Exactly as they appear, copy the lines from the start of the entries below to the line containing "a previous test.", both ends included.
##### Working data
use crate::config::BrokerConfig;
use anyhow::Context;
use sqlx::postgres::PgPoolOptions;

pub async fn run(cfg: &BrokerConfig) -> anyhow::Result<()> {
    let pool = PgPoolOptions::new()
        .max_connections(5)
        .connect(&cfg.database_url)
        .await
        .context("connect store")?;

    sqlx::migrate!("./migrations")
        .run(&pool)
        .await
        .context("run migrations")?;

    tracing::info!("migrations complete");
    Ok(())
}
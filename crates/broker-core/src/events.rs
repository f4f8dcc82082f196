/// Closed set of event types the Repository accepts. Payloads are
/// free-form; only the `plan` and `status` keys are inspected for
/// derivation (see `crate::derive`).
pub const EVENT_TYPES: &[&str] = &[
    "task.created",
    "task.updated",
    "task.completed",
    "task.failed",
    "task.awaiting_approval",
    "task.approval_resolved",
    "task.artifact_generated",
    "task.file_updated",
    "plan.updated",
    "plan.step_started",
    "plan.step_completed",
    "log.entry",
];

pub fn is_known_event_type(event_type: &str) -> bool {
    EVENT_TYPES.contains(&event_type)
}
use agent_task_broker::{config::BrokerConfig, migrate, server::BrokerServer};
use anyhow::Context;
use serde_json::json;
use sqlx::postgres::PgPoolOptions;
use std::{
    net::SocketAddr,
    sync::{Once, OnceLock},
    time::Duration,
};
use uuid::Uuid;

fn init_tracing() {
    static INIT: Once = Once::new();
    INIT.call_once(|| {
        let _ = tracing_subscriber::fmt::try_init();
    });
}

/// Tests share one Postgres instance; serialize them so truncation between
/// tests can't race a still-running server from a previous test.
async fn integration_lock() -> tokio::sync::MutexGuard<'static, ()> {
    static LOCK: OnceLock<tokio::sync::Mutex<()>> = OnceLock::new();
    LOCK.get_or_init(|| tokio::sync::Mutex::new(()))
        .lock()
        .await
}

async fn migrated_config() -> anyhow::Result<BrokerConfig> {
    init_tracing();
    let cfg = BrokerConfig::from_env().context("load broker config")?;
    migrate::run(&cfg).await.context("run migrations")?;

    let pool = PgPoolOptions::new()
        .max_connections(1)
        .connect(&cfg.database_url)
        .await
        .context("connect for cleanup")?;
    sqlx::query(
        "TRUNCATE task_leases, task_queue, task_index_stream, task_events, tasks RESTART IDENTITY CASCADE",
    )
    .execute(&pool)
    .await
    .context("truncate broker tables")?;
    Ok(cfg)
}

async fn start_server(cfg: &BrokerConfig) -> anyhow::Result<BrokerServer> {
    let pool = PgPoolOptions::new()
        .max_connections(10)
        .connect(&cfg.database_url)
        .await
        .context("connect store")?;
    BrokerServer::start(pool, cfg, "127.0.0.1:0".parse::<SocketAddr>().unwrap()).await
}

/// S1 — Create-claim-complete: creating a task makes it claimable, and
/// completing it (via AppendEvent + Ack) is reflected in the snapshot.
#[tokio::test]
async fn create_claim_complete_round_trip() -> anyhow::Result<()> {
    let _lock = integration_lock().await;
    let mut cfg = migrated_config().await?;
    cfg.internal_token = None;
    let server = start_server(&cfg).await?;
    let base = format!("http://{}", server.addr);
    let client = reqwest::Client::new();

    let created: serde_json::Value = client
        .post(format!("{base}/tasks"))
        .json(&json!({ "title": "Refactor the widget pipeline" }))
        .send()
        .await?
        .json()
        .await?;
    let task_id = created["task"]["id"].as_str().context("task id")?.to_string();
    anyhow::ensure!(created["task"]["status"] == "queued", "new task must be queued");

    let claimed: serde_json::Value = client
        .post(format!("{base}/internal/worker/tasks"))
        .json(&json!({ "workerId": "worker-1" }))
        .send()
        .await?
        .json()
        .await?;
    anyhow::ensure!(
        claimed["task"]["id"].as_str() == Some(task_id.as_str()),
        "claim should return the only pending task"
    );

    let event_id = Uuid::new_v4();
    let resp = client
        .post(format!("{base}/internal/tasks/{task_id}/events"))
        .json(&json!({
            "id": event_id,
            "taskId": task_id,
            "type": "task.completed",
            "timestamp": 0,
            "payload": { "status": "completed" },
        }))
        .send()
        .await?;
    anyhow::ensure!(resp.status().is_success(), "append_event should succeed");

    let ack_resp = client
        .post(format!("{base}/internal/worker/tasks/{task_id}/ack"))
        .json(&json!({}))
        .send()
        .await?;
    anyhow::ensure!(ack_resp.status().is_success(), "ack should succeed");

    let snapshot: serde_json::Value = client
        .get(format!("{base}/tasks/{task_id}"))
        .send()
        .await?
        .json()
        .await?;
    anyhow::ensure!(
        snapshot["task"]["status"] == "completed",
        "status should derive from the completed event's payload"
    );
    anyhow::ensure!(
        snapshot["events"].as_array().map(|e| e.len()) == Some(2),
        "snapshot should contain task.created and task.completed"
    );

    server.shutdown().await?;
    Ok(())
}

/// S3 — Dedup enqueue: enqueuing the same task twice (once implicitly via
/// Create, once explicitly by requeuing after ack) never yields two
/// concurrent claims of it.
#[tokio::test]
async fn concurrent_claim_yields_one_success() -> anyhow::Result<()> {
    let _lock = integration_lock().await;
    let mut cfg = migrated_config().await?;
    cfg.internal_token = None;
    cfg.queue_block_seconds = 0;
    let server = start_server(&cfg).await?;
    let base = format!("http://{}", server.addr);
    let client = reqwest::Client::new();

    client
        .post(format!("{base}/tasks"))
        .json(&json!({ "title": "Only one claimant should win" }))
        .send()
        .await?;

    let claim = || {
        client
            .post(format!("{base}/internal/worker/tasks"))
            .json(&json!({ "workerId": Uuid::new_v4().to_string() }))
            .send()
    };

    let (r1, r2) = tokio::join!(claim(), claim());
    let codes: Vec<_> = [r1?.status(), r2?.status()].to_vec();
    let claimed = codes.iter().filter(|s| **s == reqwest::StatusCode::OK).count();
    let empty = codes
        .iter()
        .filter(|s| **s == reqwest::StatusCode::NO_CONTENT)
        .count();
    anyhow::ensure!(
        claimed == 1 && empty == 1,
        "expected exactly one successful claim, got {codes:?}"
    );

    server.shutdown().await?;
    Ok(())
}
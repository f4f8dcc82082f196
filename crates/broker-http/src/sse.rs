use crate::state::AppState;
use async_stream::stream;
use axum::response::sse::Event;
use broker_core::StreamCursor;
use std::convert::Infallible;
use std::sync::Arc;
use uuid::Uuid;

/// `{task, events[], cursor}` followed by one `event: <event.type>` message
/// per subsequent append, then tailing forever until the client
/// disconnects (which simply drops this generator).
pub fn task_event_stream(
    state: Arc<AppState>,
    task_id: Uuid,
    cursor: Option<StreamCursor>,
) -> impl futures::Stream<Item = Result<Event, Infallible>> {
    stream! {
        let mut cursor = match cursor {
            Some(c) => c,
            None => match state.repo.snapshot(task_id).await {
                Ok(snapshot) => {
                    let last = StreamCursor::parse(&snapshot.cursor).unwrap_or(StreamCursor::BEGINNING);
                    if let Ok(event) = Event::default().event("snapshot").json_data(&snapshot) {
                        yield Ok(event);
                    }
                    last
                }
                Err(err) => {
                    tracing::warn!(event = "broker.http.sse.snapshot_error", %task_id, error = %err, "snapshot failed");
                    return;
                }
            },
        };

        loop {
            match state
                .repo
                .tail_task(task_id, cursor, state.cfg.queue_block, state.cfg.max_tail_count)
                .await
            {
                Ok((events, new_cursor)) => {
                    cursor = new_cursor;
                    for event in events {
                        let event_type = event.event_type.clone();
                        if let Ok(sse_event) = Event::default().event(event_type).json_data(&event) {
                            yield Ok(sse_event);
                        }
                    }
                }
                Err(err) => {
                    tracing::warn!(event = "broker.http.sse.tail_error", %task_id, error = %err, "tail read failed");
                    tokio::time::sleep(std::time::Duration::from_secs(1)).await;
                }
            }
        }
    }
}

/// `{tasks[]}` followed by `event: task, data: Task` per subsequent
/// index-stream persistence.
pub fn index_event_stream(
    state: Arc<AppState>,
    cursor: StreamCursor,
) -> impl futures::Stream<Item = Result<Event, Infallible>> {
    stream! {
        let mut cursor = cursor;

        match state.repo.index_snapshot().await {
            Ok(snapshot) => {
                if let Ok(event) = Event::default().event("snapshot").json_data(&snapshot) {
                    yield Ok(event);
                }
                if let Ok(parsed) = StreamCursor::parse(&snapshot.cursor) {
                    cursor = parsed;
                }
            }
            Err(err) => {
                tracing::warn!(event = "broker.http.sse.index_snapshot_error", error = %err, "index snapshot failed");
                return;
            }
        }

        loop {
            match state
                .repo
                .tail_index(cursor, state.cfg.queue_block, state.cfg.max_index_tail_count)
                .await
            {
                Ok((tasks, new_cursor)) => {
                    cursor = new_cursor;
                    for task in tasks {
                        if let Ok(sse_event) = Event::default().event("task").json_data(&task) {
                            yield Ok(sse_event);
                        }
                    }
                }
                Err(err) => {
                    tracing::warn!(event = "broker.http.sse.index_tail_error", error = %err, "index tail read failed");
                    tokio::time::sleep(std::time::Duration::from_secs(1)).await;
                }
            }
        }
    }
}
use crate::error::ApiResult;
use crate::session::ensure_session_cookie;
use crate::sse::{index_event_stream, task_event_stream};
use crate::state::AppState;
use axum::{
    extract::{Path, Query, State},
    http::{header, HeaderMap, StatusCode},
    response::{IntoResponse, Sse},
    Json,
};
use broker_core::{CreateTaskInput, StreamCursor};
use serde::Deserialize;
use std::sync::Arc;
use uuid::Uuid;

pub async fn create_task(
    State(state): State<Arc<AppState>>,
    headers: HeaderMap,
    Json(input): Json<CreateTaskInput>,
) -> ApiResult<impl IntoResponse> {
    let task = state.repo.create(input).await?;
    state.queue.enqueue(task.id).await?;
    let mut response = (StatusCode::CREATED, Json(serde_json::json!({ "task": task }))).into_response();
    attach_session_cookie(&headers, &state, response.headers_mut());
    Ok(response)
}

#[derive(Debug, Deserialize)]
pub struct ListTasksQuery {
    #[serde(default)]
    cursor: Option<String>,
}

/// `GET /tasks`. When the client negotiates `text/event-stream` this
/// serves the index-stream SSE variant (snapshot then tail); otherwise a
/// plain JSON list, per the two rows the wire contract gives the same
/// path.
pub async fn list_or_subscribe_tasks(
    State(state): State<Arc<AppState>>,
    headers: HeaderMap,
    Query(query): Query<ListTasksQuery>,
) -> ApiResult<axum::response::Response> {
    if wants_event_stream(&headers) {
        let cursor = match &query.cursor {
            Some(raw) => StreamCursor::parse(raw)?,
            None => StreamCursor::BEGINNING,
        };
        let stream = index_event_stream(state, cursor);
        return Ok(Sse::new(stream)
            .keep_alive(axum::response::sse::KeepAlive::default())
            .into_response());
    }

    let tasks = state.repo.list().await?;
    Ok(Json(serde_json::json!({ "tasks": tasks })).into_response())
}

fn wants_event_stream(headers: &HeaderMap) -> bool {
    headers
        .get(header::ACCEPT)
        .and_then(|v| v.to_str().ok())
        .is_some_and(|v| v.contains("text/event-stream"))
}

pub async fn get_snapshot(
    State(state): State<Arc<AppState>>,
    Path(task_id): Path<Uuid>,
) -> ApiResult<impl IntoResponse> {
    let snapshot = state.repo.snapshot(task_id).await?;
    Ok(Json(snapshot))
}

#[derive(Debug, Deserialize)]
pub struct TailQuery {
    cursor: Option<String>,
}

/// `GET /tasks/{id}/events` — SSE: snapshot then tail.
pub async fn task_events(
    State(state): State<Arc<AppState>>,
    Path(task_id): Path<Uuid>,
    Query(query): Query<TailQuery>,
) -> ApiResult<impl IntoResponse> {
    // Validate the task exists before handing back a stream that would
    // otherwise block forever on a nonexistent task.
    state.repo.get(task_id).await?;
    let cursor = match &query.cursor {
        Some(raw) => Some(StreamCursor::parse(raw)?),
        None => None,
    };
    let stream = task_event_stream(state, task_id, cursor);
    Ok(Sse::new(stream).keep_alive(axum::response::sse::KeepAlive::default()))
}

fn attach_session_cookie(headers: &HeaderMap, state: &AppState, out: &mut axum::http::HeaderMap) {
    if let Some(cookie) = ensure_session_cookie(headers, &state.cfg.session_cookie_name) {
        out.insert(header::SET_COOKIE, cookie);
    }
}
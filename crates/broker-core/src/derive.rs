use crate::model::{PlanStep, TaskStatus};
use serde_json::Value;

/// If `payload.plan` is an array, parse it into the plan steps that should
/// replace `task.plan` wholesale. Returns `None` (leave `plan` untouched)
/// when the key is absent or malformed.
///
/// Must be applied *before* [`status_from_payload`] so that a status
/// transition in the same event sees the just-updated plan.
pub fn plan_from_payload(payload: &Value) -> Option<Vec<PlanStep>> {
    let steps = payload.get("plan")?.as_array()?;
    serde_json::from_value(Value::Array(steps.clone())).ok()
}

/// If `payload.status` names a valid status, the value the task's
/// `status` field should become.
pub fn status_from_payload(payload: &Value) -> Option<TaskStatus> {
    let raw = payload.get("status")?.as_str()?;
    TaskStatus::parse(raw)
}
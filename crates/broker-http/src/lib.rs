//! The control-plane HTTP surface: public task endpoints (create, list,
//! snapshot, SSE subscribe) and bearer-authenticated internal endpoints
//! (claim, ack, append event).

mod auth;
mod error;
mod internal;
mod public;
mod router;
mod session;
mod sse;
mod state;

pub use error::{ApiError, ApiResult};
pub use router::build_router;
pub use state::{AppState, HttpConfig};
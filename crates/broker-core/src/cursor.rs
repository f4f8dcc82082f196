use crate::error::BrokerError;

/// Opaque, totally-ordered position within one stream.
///
/// On the wire this is a string shaped like a Redis stream ID
/// (`"<seq>-0"`, with `"0-0"` meaning "the beginning"); internally it is
/// backed by a plain monotonic `bigserial` sequence number.
#[derive(Debug, Clone, Copy, PartialEq, Eq, PartialOrd, Ord)]
pub struct StreamCursor(pub i64);

impl StreamCursor {
    pub const BEGINNING: StreamCursor = StreamCursor(0);

    pub fn parse(raw: &str) -> Result<Self, BrokerError> {
        let seq = raw
            .split('-')
            .next()
            .ok_or_else(|| BrokerError::invalid_input("malformed cursor"))?;
        seq.parse::<i64>()
            .map(StreamCursor)
            .map_err(|_| BrokerError::invalid_input("malformed cursor"))
    }

    pub fn to_wire(self) -> String {
        format!("{}-0", self.0)
    }
}

impl From<i64> for StreamCursor {
    fn from(seq: i64) -> Self {
        Self(seq)
    }
}
use crate::error::BrokerError;
use crate::model::{CreateTaskInput, TITLE_MAX_LEN, TITLE_MIN_LEN};

/// Schema checks for `Create`. Title length and `repoUrl` shape are the
/// only constraints named explicitly; everything else is accepted as-is
/// (payloads are otherwise free-form per the event taxonomy).
pub fn validate_create_input(input: &CreateTaskInput) -> Result<(), BrokerError> {
    let len = input.title.chars().count();
    if len < TITLE_MIN_LEN {
        return Err(BrokerError::invalid_input(format!(
            "title must be at least {TITLE_MIN_LEN} characters"
        )));
    }
    if len > TITLE_MAX_LEN {
        return Err(BrokerError::invalid_input(format!(
            "title must be at most {TITLE_MAX_LEN} characters"
        )));
    }

    if let Some(repo_url) = &input.repo_url {
        if url::Url::parse(repo_url).is_err() {
            return Err(BrokerError::invalid_input("repoUrl must be a valid URL"));
        }
    }

    Ok(())
}

/// Validate that an appended event's type belongs to the closed taxonomy.
pub fn validate_event_type(event_type: &str) -> Result<(), BrokerError> {
    if crate::events::is_known_event_type(event_type) {
        Ok(())
    } else {
        Err(BrokerError::invalid_input(format!(
            "unknown event type: {event_type}"
        )))
    }
}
##########
Result of this exercise –
use crate::config::BrokerConfig;
use anyhow::Context;
use sqlx::postgres::PgPoolOptions;

pub async fn run(cfg: &BrokerConfig) -> anyhow::Result<()> {
    let pool = PgPoolOptions::new()
        .max_connections(5)
        .connect(&cfg.database_url)
        .await
        .context("connect store")?;

    sqlx::migrate!("./migrations")
        .run(&pool)
        .await
        .context("run migrations")?;

    tracing::info!("migrations complete");
    Ok(())
}
filename crates/broker-core/src/events.rs
repository f4f8dcc82082f196
/// Closed set of event types the Repository accepts. Payloads are
/// free-form; only the `plan` and `status` keys are inspected for
/// derivation (see `crate::derive`).
pub const EVENT_TYPES: &[&str] = &[
    "task.created",
    "task.updated",
    "task.completed",
    "task.failed",
    "task.awaiting_approval",
    "task.approval_resolved",
    "task.artifact_generated",
    "task.file_updated",
    "plan.updated",
    "plan.step_started",
    "plan.step_completed",
    "log.entry",
];

pub fn is_known_event_type(event_type: &str) -> bool {
    EVENT_TYPES.contains(&event_type)
}
use agent_task_broker::{config::BrokerConfig, migrate, server::BrokerServer};
use anyhow::Context;
use serde_json::json;
use sqlx::postgres::PgPoolOptions;
use std::{
    net::SocketAddr,
    sync::{Once, OnceLock},
    time::Duration,
};
use uuid::Uuid;

fn init_tracing() {
    static INIT: Once = Once::new();
    INIT.call_once(|| {
        let _ = tracing_subscriber::fmt::try_init();
    });
}

/// Tests share one Postgres instance; serialize them so truncation between
/// tests can't race a still-running server from a previous test.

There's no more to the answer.